As such there have been many situations where a bug or security problem has been discovered in a blogging app and, while waiting for an official fix, users have edited their core files to correct the problem. For the most part, editing a line or two of PHP code is very trivial and can be done, with proper instruction, by almost anyone.
Though it is unlikely that even the most staunch supporter of proprietary software would go after you legally for editing their code to fix a security issue, making changes to your core files can invalidate your terms and cause problems with your product down the road, problems you likely won’t have with open sourced software.
The Other Side
To be fair, there are many advantages to proprietary applications, including blogging platforms. Proprietary systems do tend to have better support structures in place, especially for paid applications, and there tends to be a more rigid control system for new releases.
Also, open source software is prone to the problem of “forking”. This is where a developer, or even a user, becomes unhappy with the direction of an open source project, takes the code and starts up a parallel one to their own specifications. This is perfectly ethical and legal under the GPL, but can create confusion in the marketplace, divide up developer resources and making things all around more difficult for end users.
In short, open source software has many advantages over its closed source counterparts, but it is not perfect.
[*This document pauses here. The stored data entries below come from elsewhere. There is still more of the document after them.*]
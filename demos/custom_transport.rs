//! Demonstrates plugging a custom transport and session collaborator into the gateway.
//!
//! 1. Implement [`HttpTransport`] so requests run against an in-memory shop API that rotates its
//!    session on `POST /auth/refresh`.
//! 2. Provide a [`TransportErrorMapper`] that turns the transport's own error type into the
//!    gateway's [`TransportError`].
//! 3. Implement [`SessionInvalidator`] to react when a refresh is rejected.
//! 4. Wrap the handles in `Arc` and pass them to [`Gateway::with_transport`].

// std
use std::{
	error::Error as StdError,
	fmt::{Display, Formatter, Result as FmtResult},
	sync::{
		Arc,
		atomic::{AtomicBool, Ordering},
	},
};
// crates.io
use color_eyre::Result;
// self
use session_gateway::{
	config::GatewayConfig,
	error::{Error, TransportError},
	gateway::Gateway,
	http::StatusCode,
	request::{ApiRequest, ApiResponse},
	session::SessionInvalidator,
	transport::{HttpTransport, TransportErrorMapper, TransportFuture},
	url::Url,
};

#[tokio::main]
async fn main() -> Result<()> {
	color_eyre::install()?;

	let config = GatewayConfig::new("https://shop.example.com/api")?;
	let transport = Arc::new(InMemoryShop::default());
	let gateway: Gateway<InMemoryShop, InMemoryShopErrorMapper> =
		Gateway::with_transport(config.clone(), transport.clone(), InMemoryShopErrorMapper)?
			.with_session(Arc::new(PrintingSession));
	let (orders, wishlist) = tokio::join!(gateway.get("/user/orders"), gateway.get("/wishlist/"));

	println!("Orders after the shared refresh: {}.", orders?.text());
	println!("Wishlist after the shared refresh: {}.", wishlist?.text());
	println!(
		"Refresh attempts: {}, replays: {}.",
		gateway.refresh_metrics.attempts(),
		gateway.refresh_metrics.replays()
	);

	transport.expire();
	transport.revoke();

	match gateway.get("/user/addresses").await {
		Ok(_) => println!("Revoked session unexpectedly served the request."),
		Err(e) => println!("Refresh rejection surfaced to the caller: {e}."),
	}

	let offline: Gateway<InMemoryShop, InMemoryShopErrorMapper> = Gateway::with_transport(
		config,
		InMemoryShop::offline(),
		InMemoryShopErrorMapper,
	)?;

	match offline.send(ApiRequest::get("/products/7")).await {
		Ok(_) => println!("Offline shop unexpectedly answered."),
		Err(Error::Transport(e)) => println!("Transport error mapped by the gateway: {e}."),
		Err(e) => println!("Unexpected gateway error: {e}."),
	}

	Ok(())
}

#[derive(Debug)]
enum InMemoryShopError {
	Offline,
}
impl Display for InMemoryShopError {
	fn fmt(&self, f: &mut Formatter) -> FmtResult {
		match self {
			Self::Offline => write!(f, "in-memory shop is offline"),
		}
	}
}
impl StdError for InMemoryShopError {}

#[derive(Default)]
struct InMemoryShop {
	signed_in: AtomicBool,
	revoked: AtomicBool,
	offline: bool,
}
impl InMemoryShop {
	fn offline() -> Self {
		Self { offline: true, ..Default::default() }
	}

	fn expire(&self) {
		self.signed_in.store(false, Ordering::SeqCst);
	}

	fn revoke(&self) {
		self.revoked.store(true, Ordering::SeqCst);
	}
}
impl HttpTransport for InMemoryShop {
	type TransportError = InMemoryShopError;

	fn execute<'a>(
		&'a self,
		url: Url,
		_request: &'a ApiRequest,
	) -> TransportFuture<'a, Self::TransportError> {
		Box::pin(async move {
			if self.offline {
				return Err(InMemoryShopError::Offline);
			}

			match url.path() {
				"/api/auth/refresh" if self.revoked.load(Ordering::SeqCst) =>
					Ok(ApiResponse::new(StatusCode::UNAUTHORIZED)),
				"/api/auth/refresh" => {
					self.signed_in.store(true, Ordering::SeqCst);

					Ok(ApiResponse::new(StatusCode::NO_CONTENT))
				},
				path if self.signed_in.load(Ordering::SeqCst) =>
					Ok(ApiResponse::new(StatusCode::OK).with_body(format!("served {path}"))),
				_ => Ok(ApiResponse::new(StatusCode::UNAUTHORIZED)),
			}
		})
	}
}

#[derive(Clone, Default)]
struct InMemoryShopErrorMapper;
impl TransportErrorMapper<InMemoryShopError> for InMemoryShopErrorMapper {
	fn map_transport_error(
		&self,
		_request: &ApiRequest,
		_url: &Url,
		error: InMemoryShopError,
	) -> Error {
		TransportError::network(error).into()
	}
}

struct PrintingSession;
impl SessionInvalidator for PrintingSession {
	fn logout(&self) {
		println!("Session invalidated; the user must sign in again.");
	}
}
In the end, you should always choose your blogging platform, or any application for that matter, based upon what tool does the job the best for your needs. If an open source application works best, then use it. However, proprietary ones are still sometimes better.
That being said, the license is still something that you have to weigh as you choose the tool that’s right for you. However, its important to note that, if you do select GPL software for your blogging application, that there are certain requirements that will be placed on you as you develop plugins, themes and other elements for your blog.
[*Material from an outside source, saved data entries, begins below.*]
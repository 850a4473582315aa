// std
use std::sync::atomic::{AtomicU64, Ordering};

/// Thread-safe counters for refresh coordination.
#[derive(Debug, Default)]
pub struct RefreshMetrics {
	attempts: AtomicU64,
	success: AtomicU64,
	failure: AtomicU64,
	queued: AtomicU64,
	replays: AtomicU64,
}
impl RefreshMetrics {
	/// Returns the number of refresh calls issued.
	pub fn attempts(&self) -> u64 {
		self.attempts.load(Ordering::Relaxed)
	}

	/// Returns the number of successful refresh calls.
	pub fn successes(&self) -> u64 {
		self.success.load(Ordering::Relaxed)
	}

	/// Returns the number of failed refresh calls.
	pub fn failures(&self) -> u64 {
		self.failure.load(Ordering::Relaxed)
	}

	/// Returns how many requests waited on a refresh owned by another request.
	pub fn queued(&self) -> u64 {
		self.queued.load(Ordering::Relaxed)
	}

	/// Returns how many requests were replayed after a successful refresh.
	pub fn replays(&self) -> u64 {
		self.replays.load(Ordering::Relaxed)
	}

	pub(crate) fn record_attempt(&self) {
		self.attempts.fetch_add(1, Ordering::Relaxed);
	}

	pub(crate) fn record_success(&self) {
		self.success.fetch_add(1, Ordering::Relaxed);
	}

	pub(crate) fn record_failure(&self) {
		self.failure.fetch_add(1, Ordering::Relaxed);
	}

	pub(crate) fn record_queued(&self) {
		self.queued.fetch_add(1, Ordering::Relaxed);
	}

	pub(crate) fn record_replay(&self) {
		self.replays.fetch_add(1, Ordering::Relaxed);
	}
}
Next Up: GPL and themes/plugins
Jonathan Bailey writes at Plagiarism Today, a site about plagiarism, content theft and copyright issues on the Web. Jonathan is not a lawyer and none of the information he provides should be taken as legal advice.
Out of the 4 reasons, number 4 – stability of platform will be an edge and plus point to promote GPL CMS like WordPress to business user or high scale commercial project…
Lots of business owner are concerned of using open source software due to the “free or GPL” term..but this is the extra edge..a custom/closed source CMS will not have many updates as much as WordPress (in particular) as lots of WordPress developer and contributor contribute to core development and trac (bug tracking).
As for support, it is always free and available in forum or blogs. For business owner who is concerned on that, they are free to engage third party provider which offers premium support for any issues..
They don’t care as much about updates as they do about stability, support and integration into their enterprise. WordPress cannot even connect to PostgreSQL, let alone Oracle or SQL Server. For many companies, having to install a separate database that they don’t support in house is a reason to not use products like WordPress.
@Simon – Simply put, this is a false statement. The frequency of release any product has is never a function of its license. It is solely a function of the processes used by the development team.
You must also consider that release frequency is a liability to some. For many companies updating the software that runs a core part of their business is not something they take lightly, nor should they. So when faced with a product that has over 15+ releases in a single year, in which over 90% of those release contained critical security fixes (for example), versus a product that had only 4 major, but optional releases in the same time period, there are many companies that would prefer and favor the latter.